**What the exercise asks:**
Below are the records; retype each one exactly.

[Collected data]
_____

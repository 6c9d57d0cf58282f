//! Documents, equality queries, and index declarations.
//!
//! A vault document is `{id, meta, content}`. Attributes are addressed by
//! dotted paths rooted at the document (`content.type`, `meta.issuer`,
//! `content.id`).

use std::collections::BTreeMap;

use credstore_core::OneOrMany;
use serde::{Deserialize, Serialize};
use serde_json::{Map, Value};

// -- Documents ----------------------------------------------------------------

/// A document submitted for insertion. `id` is optional; the vault assigns
/// one when absent.
#[derive(Debug, Clone, PartialEq, Serialize, Deserialize)]
pub struct NewDocument {
    #[serde(default, skip_serializing_if = "Option::is_none")]
    pub id: Option<String>,
    #[serde(default)]
    pub meta: Map<String, Value>,
    pub content: Value,
}

/// A stored document as returned by the vault.
#[derive(Debug, Clone, PartialEq, Serialize, Deserialize)]
pub struct VaultDocument {
    pub id: String,
    #[serde(default)]
    pub meta: Map<String, Value>,
    pub content: Value,
}

impl VaultDocument {
    /// Resolve a dotted attribute path against this document.
    ///
    /// `"id"` addresses the document id, `"meta.<path>"` and
    /// `"content.<path>"` walk nested objects. Any other root is absent.
    pub fn lookup(&self, path: &str) -> Option<Value> {
        let (root, rest) = match path.split_once('.') {
            Some((root, rest)) => (root, Some(rest)),
            None => (path, None),
        };
        match (root, rest) {
            ("id", None) => Some(Value::String(self.id.clone())),
            ("meta", Some(rest)) => walk_map(&self.meta, rest).cloned(),
            ("content", Some(rest)) => walk(&self.content, rest).cloned(),
            ("content", None) => Some(self.content.clone()),
            _ => None,
        }
    }
}

fn walk_map<'a>(map: &'a Map<String, Value>, path: &str) -> Option<&'a Value> {
    let (head, tail) = match path.split_once('.') {
        Some((head, tail)) => (head, Some(tail)),
        None => (path, None),
    };
    let next = map.get(head)?;
    match tail {
        Some(tail) => walk(next, tail),
        None => Some(next),
    }
}

fn walk<'a>(value: &'a Value, path: &str) -> Option<&'a Value> {
    value.as_object().and_then(|map| walk_map(map, path))
}

// -- Queries ------------------------------------------------------------------

/// A conjunction of attribute equalities.
///
/// Keys are dotted attribute paths; values are the literals to match. An
/// empty clause matches every document.
#[derive(Debug, Clone, Default, PartialEq, Eq, Serialize, Deserialize)]
#[serde(transparent)]
pub struct EqualityClause(BTreeMap<String, Value>);

impl EqualityClause {
    /// An empty clause.
    pub fn new() -> Self {
        Self::default()
    }

    /// Builder-style insert.
    pub fn with(mut self, path: impl Into<String>, value: impl Into<Value>) -> Self {
        self.0.insert(path.into(), value.into());
        self
    }

    /// Insert or replace one attribute constraint.
    pub fn insert(&mut self, path: impl Into<String>, value: impl Into<Value>) {
        self.0.insert(path.into(), value.into());
    }

    pub fn get(&self, path: &str) -> Option<&Value> {
        self.0.get(path)
    }

    pub fn len(&self) -> usize {
        self.0.len()
    }

    pub fn is_empty(&self) -> bool {
        self.0.is_empty()
    }

    /// Whether `doc` satisfies every constraint in this clause.
    ///
    /// A stored array matches when any of its elements equals the literal,
    /// so `content.type = "X"` matches `["VerifiableCredential", "X"]`.
    pub fn matches(&self, doc: &VaultDocument) -> bool {
        self.0.iter().all(|(path, expected)| match doc.lookup(path) {
            Some(Value::Array(items)) if !expected.is_array() => items.contains(expected),
            Some(actual) => &actual == expected,
            None => false,
        })
    }
}

/// Response of a `find` call.
#[derive(Debug, Clone, Default, PartialEq, Serialize, Deserialize)]
pub struct FindResult {
    pub documents: Vec<VaultDocument>,
}

// -- Indexes ------------------------------------------------------------------

/// An index declaration over one or more attribute paths.
#[derive(Debug, Clone, PartialEq, Eq, Serialize, Deserialize)]
pub struct IndexSpec {
    pub attribute: OneOrMany<String>,
    #[serde(default)]
    pub unique: bool,
}

impl IndexSpec {
    /// A non-unique index.
    pub fn new(attribute: impl Into<OneOrMany<String>>) -> Self {
        Self {
            attribute: attribute.into(),
            unique: false,
        }
    }

    /// A uniqueness-enforcing index.
    pub fn unique(attribute: impl Into<OneOrMany<String>>) -> Self {
        Self {
            attribute: attribute.into(),
            unique: true,
        }
    }

    pub fn attributes(&self) -> &[String] {
        self.attribute.as_slice()
    }
}
//! A credential store bound to the snapshot vault for one CLI invocation.

use std::path::{Path, PathBuf};
use std::sync::Arc;

use anyhow::{Context, Result};
use credstore::CredentialStore;
use credstore_edv::MemoryVault;

use crate::config::CliConfig;

/// Open vault, signer, and store for the duration of a command.
#[derive(Debug)]
pub struct Session {
    path: PathBuf,
    vault: Arc<MemoryVault>,
    store: CredentialStore,
}

impl Session {
    /// Load the snapshot, bind the signer, and declare the store indexes.
    pub async fn open(config: &CliConfig) -> Result<Self> {
        let vault = MemoryVault::open(&config.vault_path)
            .with_context(|| format!("opening vault snapshot {}", config.vault_path.display()))?
            .with_controller(config.controller.clone());
        let vault = Arc::new(vault);
        let signer = Arc::new(config.signer()?);
        let store = CredentialStore::new(vault.clone(), signer);
        store
            .initialize()
            .await
            .context("declaring credential indexes")?;
        Ok(Self {
            path: config.vault_path.clone(),
            vault,
            store,
        })
    }

    pub fn store(&self) -> &CredentialStore {
        &self.store
    }

    pub fn path(&self) -> &Path {
        &self.path
    }

    /// Number of documents currently in the vault.
    pub fn document_count(&self) -> usize {
        self.vault.len()
    }

    /// Persist the vault state back to the snapshot file.
    pub fn commit(&self) -> Result<()> {
        self.vault
            .save(&self.path)
            .with_context(|| format!("writing vault snapshot {}", self.path.display()))?;
        tracing::debug!(path = %self.path.display(), documents = self.vault.len(), "saved vault");
        Ok(())
    }
}
//! # Issuer Validation
//!
//! A Verifiable Credential carries a mandatory `issuer` that is either a
//! URI string or an object whose `id` is a URI string. The store indexes
//! every credential by that canonical identifier (`meta.issuer`), so it
//! must be derivable before a document is submitted.

use serde_json::Value;

use crate::error::ValidationError;

/// Extract the canonical issuer identifier from a credential payload.
///
/// - `"issuer": "did:example:123"` yields `did:example:123`.
/// - `"issuer": {"id": "did:example:123", ...}` yields `did:example:123`.
///
/// An absent, `null`, or empty-string issuer is reported as
/// [`ValidationError::MissingIssuer`]; every other shape as
/// [`ValidationError::InvalidIssuer`].
pub fn derive_issuer_id(credential: &Value) -> Result<String, ValidationError> {
    let issuer = match credential.get("issuer") {
        None | Some(Value::Null) => return Err(ValidationError::MissingIssuer),
        Some(Value::String(s)) if s.is_empty() => return Err(ValidationError::MissingIssuer),
        Some(issuer) => issuer,
    };

    match issuer {
        Value::String(id) => Ok(id.clone()),
        Value::Object(map) => match map.get("id") {
            Some(Value::String(id)) => Ok(id.clone()),
            Some(other) => Err(ValidationError::InvalidIssuer {
                found: format!("object with {} id", json_kind(other)),
            }),
            None => Err(ValidationError::InvalidIssuer {
                found: "object without id".to_string(),
            }),
        },
        other => Err(ValidationError::InvalidIssuer {
            found: json_kind(other).to_string(),
        }),
    }
}

fn json_kind(value: &Value) -> &'static str {
    match value {
        Value::Null => "null",
        Value::Bool(_) => "boolean",
        Value::Number(_) => "number",
        Value::String(_) => "string",
        Value::Array(_) => "array",
        Value::Object(_) => "object",
    }
}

_____

**Result:**
repository 6c9d57d0cf58282f
//! Documents, equality queries, and index declarations.
//!
//! A vault document is `{id, meta, content}`. Attributes are addressed by
//! dotted paths rooted at the document (`content.type`, `meta.issuer`,
//! `content.id`).

use std::collections::BTreeMap;

use credstore_core::OneOrMany;
use serde::{Deserialize, Serialize};
use serde_json::{Map, Value};

// -- Documents ----------------------------------------------------------------

/// A document submitted for insertion. `id` is optional; the vault assigns
/// one when absent.
#[derive(Debug, Clone, PartialEq, Serialize, Deserialize)]
pub struct NewDocument {
    #[serde(default, skip_serializing_if = "Option::is_none")]
    pub id: Option<String>,
    #[serde(default)]
    pub meta: Map<String, Value>,
    pub content: Value,
}

/// A stored document as returned by the vault.
#[derive(Debug, Clone, PartialEq, Serialize, Deserialize)]
pub struct VaultDocument {
    pub id: String,
    #[serde(default)]
    pub meta: Map<String, Value>,
    pub content: Value,
}

impl VaultDocument {
    /// Resolve a dotted attribute path against this document.
    ///
    /// `"id"` addresses the document id, `"meta.<path>"` and
    /// `"content.<path>"` walk nested objects. Any other root is absent.
    pub fn lookup(&self, path: &str) -> Option<Value> {
        let (root, rest) = match path.split_once('.') {
            Some((root, rest)) => (root, Some(rest)),
            None => (path, None),
        };
        match (root, rest) {
            ("id", None) => Some(Value::String(self.id.clone())),
            ("meta", Some(rest)) => walk_map(&self.meta, rest).cloned(),
            ("content", Some(rest)) => walk(&self.content, rest).cloned(),
            ("content", None) => Some(self.content.clone()),
            _ => None,
        }
    }
}

fn walk_map<'a>(map: &'a Map<String, Value>, path: &str) -> Option<&'a Value> {
    let (head, tail) = match path.split_once('.') {
        Some((head, tail)) => (head, Some(tail)),
        None => (path, None),
    };
    let next = map.get(head)?;
    match tail {
        Some(tail) => walk(next, tail),
        None => Some(next),
    }
}

fn walk<'a>(value: &'a Value, path: &str) -> Option<&'a Value> {
    value.as_object().and_then(|map| walk_map(map, path))
}

// -- Queries ------------------------------------------------------------------

/// A conjunction of attribute equalities.
///
/// Keys are dotted attribute paths; values are the literals to match. An
/// empty clause matches every document.
#[derive(Debug, Clone, Default, PartialEq, Eq, Serialize, Deserialize)]
#[serde(transparent)]
pub struct EqualityClause(BTreeMap<String, Value>);

impl EqualityClause {
    /// An empty clause.
    pub fn new() -> Self {
        Self::default()
    }

    /// Builder-style insert.
    pub fn with(mut self, path: impl Into<String>, value: impl Into<Value>) -> Self {
        self.0.insert(path.into(), value.into());
        self
    }

    /// Insert or replace one attribute constraint.
    pub fn insert(&mut self, path: impl Into<String>, value: impl Into<Value>) {
        self.0.insert(path.into(), value.into());
    }

    pub fn get(&self, path: &str) -> Option<&Value> {
        self.0.get(path)
    }

    pub fn len(&self) -> usize {
        self.0.len()
    }

    pub fn is_empty(&self) -> bool {
        self.0.is_empty()
    }

    /// Whether `doc` satisfies every constraint in this clause.
    ///
    /// A stored array matches when any of its elements equals the literal,
    /// so `content.type = "X"` matches `["VerifiableCredential", "X"]`.
    pub fn matches(&self, doc: &VaultDocument) -> bool {
        self.0.iter().all(|(path, expected)| match doc.lookup(path) {
            Some(Value::Array(items)) if !expected.is_array() => items.contains(expected),
            Some(actual) => &actual == expected,
            None => false,
        })
    }
}

/// Response of a `find` call.
#[derive(Debug, Clone, Default, PartialEq, Serialize, Deserialize)]
pub struct FindResult {
    pub documents: Vec<VaultDocument>,
}

// -- Indexes ------------------------------------------------------------------

/// An index declaration over one or more attribute paths.
#[derive(Debug, Clone, PartialEq, Eq, Serialize, Deserialize)]
pub struct IndexSpec {
    pub attribute: OneOrMany<String>,
    #[serde(default)]
    pub unique: bool,
}

impl IndexSpec {
    /// A non-unique index.
    pub fn new(attribute: impl Into<OneOrMany<String>>) -> Self {
        Self {
            attribute: attribute.into(),
            unique: false,
        }
    }

    /// A uniqueness-enforcing index.
    pub fn unique(attribute: impl Into<OneOrMany<String>>) -> Self {
        Self {
            attribute: attribute.into(),
            unique: true,
        }
    }

    pub fn attributes(&self) -> &[String] {
        self.attribute.as_slice()
    }
}
//! A credential store bound to the snapshot vault for one CLI invocation.

use std::path::{Path, PathBuf};
use std::sync::Arc;

use anyhow::{Context, Result};
use credstore::CredentialStore;
use credstore_edv::MemoryVault;

use crate::config::CliConfig;

/// Open vault, signer, and store for the duration of a command.
#[derive(Debug)]
pub struct Session {
    path: PathBuf,
    vault: Arc<MemoryVault>,
    store: CredentialStore,
}

impl Session {
    /// Load the snapshot, bind the signer, and declare the store indexes.
    pub async fn open(config: &CliConfig) -> Result<Self> {
        let vault = MemoryVault::open(&config.vault_path)
            .with_context(|| format!("opening vault snapshot {}", config.vault_path.display()))?
            .with_controller(config.controller.clone());
        let vault = Arc::new(vault);
        let signer = Arc::new(config.signer()?);
        let store = CredentialStore::new(vault.clone(), signer);
        store
            .initialize()
            .await
            .context("declaring credential indexes")?;
        Ok(Self {
            path: config.vault_path.clone(),
            vault,
            store,
        })
    }

    pub fn store(&self) -> &CredentialStore {
        &self.store
    }

    pub fn path(&self) -> &Path {
        &self.path
    }

    /// Number of documents currently in the vault.
    pub fn document_count(&self) -> usize {
        self.vault.len()
    }

    /// Persist the vault state back to the snapshot file.
    pub fn commit(&self) -> Result<()> {
        self.vault
            .save(&self.path)
            .with_context(|| format!("writing vault snapshot {}", self.path.display()))?;
        tracing::debug!(path = %self.path.display(), documents = self.vault.len(), "saved vault");
        Ok(())
    }
}
//! # Issuer Validation
//!
//! A Verifiable Credential carries a mandatory `issuer` that is either a
//! URI string or an object whose `id` is a URI string. The store indexes
//! every credential by that canonical identifier (`meta.issuer`), so it
//! must be derivable before a document is submitted.

use serde_json::Value;

use crate::error::ValidationError;

/// Extract the canonical issuer identifier from a credential payload.
///
/// - `"issuer": "did:example:123"` yields `did:example:123`.
/// - `"issuer": {"id": "did:example:123", ...}` yields `did:example:123`.
///
/// An absent, `null`, or empty-string issuer is reported as
/// [`ValidationError::MissingIssuer`]; every other shape as
/// [`ValidationError::InvalidIssuer`].
pub fn derive_issuer_id(credential: &Value) -> Result<String, ValidationError> {
    let issuer = match credential.get("issuer") {
        None | Some(Value::Null) => return Err(ValidationError::MissingIssuer),
        Some(Value::String(s)) if s.is_empty() => return Err(ValidationError::MissingIssuer),
        Some(issuer) => issuer,
    };

    match issuer {
        Value::String(id) => Ok(id.clone()),
        Value::Object(map) => match map.get("id") {
            Some(Value::String(id)) => Ok(id.clone()),
            Some(other) => Err(ValidationError::InvalidIssuer {
                found: format!("object with {} id", json_kind(other)),
            }),
            None => Err(ValidationError::InvalidIssuer {
                found: "object without id".to_string(),
            }),
        },
        other => Err(ValidationError::InvalidIssuer {
            found: json_kind(other).to_string(),
        }),
    }
}

fn json_kind(value: &Value) -> &'static str {
    match value {
        Value::Null => "null",
        Value::Bool(_) => "boolean",
        Value::Number(_) => "number",
        Value::String(_) => "string",
        Value::Array(_) => "array",
        Value::Object(_) => "object",
    }
}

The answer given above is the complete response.